PDFAshok Emmanuvel and Economical- FSCO file A11-000560.
The insurer’s position was that an accident did not happen. The insurer relied largely on evidence of professional engineer Sam Kodsi to show the vehicles did not appear to have come in contact. Although both of the vehicles allegedly in the accident had some damage, the engineer showed that there was no paint transfer between the vehicles and the damage was consistent with other unrelated events. Also, there were various suspicious circumstances which the arbitrator also noted reflected poorly on the applicants' credibility.

PDFSpengen Estate, 2005 CanLII 47782 (also reported in the Ontario Reports).
Nick acted successfully for the beneficiary of a modest estate where a compensation claim by an individual (who was both estate trustee and solicitor) seemed excessive. Nick successfully argued the compensation should be reduced because the estate was modest, the estate mostly consisted of passive savings and investments and the trustee/solicitor had little work to do.

PDFRe Spengen Estate. 2006 CanLII 2780.
Nick was successful with a claim for substantial indemnity costs payable personally by the estate trustee/lawyer mentioned above, who had defied a court order for format of costs submissions, and encumbered the court with volumes of unnecessary affidavit and supporting material.

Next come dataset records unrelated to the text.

//! Connection bring-up state machine: TCP → (legacy SSL or STARTTLS) →
//! (SASL or legacy auth) → resource bind → optional session → handoff to
//! the porter.
//!
//! Grounded on `wocky-connector.c`/`.h` for the state graph and error
//! taxonomy. DNS resolution tries SRV first, falling back to a direct
//! connect against the bare domain.

use std::collections::HashMap;

use jid::Jid;
use tokio::io::{AsyncRead, AsyncWrite};
use tokio::net::TcpStream;

use crate::auth::{self, AuthRegistry, Credentials};
use crate::error::ConnectorError;
use crate::stanza::{Kind, Stanza, StanzaErrorCondition, StreamError};
use crate::tls::{self, DefaultTlsVerifier, VerificationLevel};
use crate::xml::Element;
use crate::xmlstream::FramedXmlConnection;

const NS_STREAMS: &str = "http://etherx.jabber.org/streams";
const NS_JABBER_CLIENT: &str = "jabber:client";
const NS_STARTTLS: &str = "urn:ietf:params:xml:ns:xmpp-tls";
const NS_SASL: &str = "urn:ietf:params:xml:ns:xmpp-sasl";
const NS_BIND: &str = "urn:ietf:params:xml:ns:xmpp-bind";
const NS_SESSION: &str = "urn:ietf:params:xml:ns:xmpp-session";
const NS_REGISTER: &str = "jabber:iq:register";

const MAX_SEE_OTHER_HOST_REDIRECTS: u32 = 5;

PDFM.R. vs State Farm Mutual Automobile Insurance Company, LAT file 16-003757. Decision of October 18. 2017.
We were successful for the insurer in resisting a claim for post-104 IRBs. The arbitrator found that the applicant failed to prove his claim on a balance of probabilities. Although the applicant did have some medical evidence supporting his claim, the report writers used vague and indeterminate language (such as "infirmity" and stress). The diagnoses and prognoses given were too vague and the applicant's reports were not directed adequately to the test of complete inability to engage in an occupation for which suited by education, training or experience. This decision emphasises the needs for expert evidence to be properly focused on the issue at hand.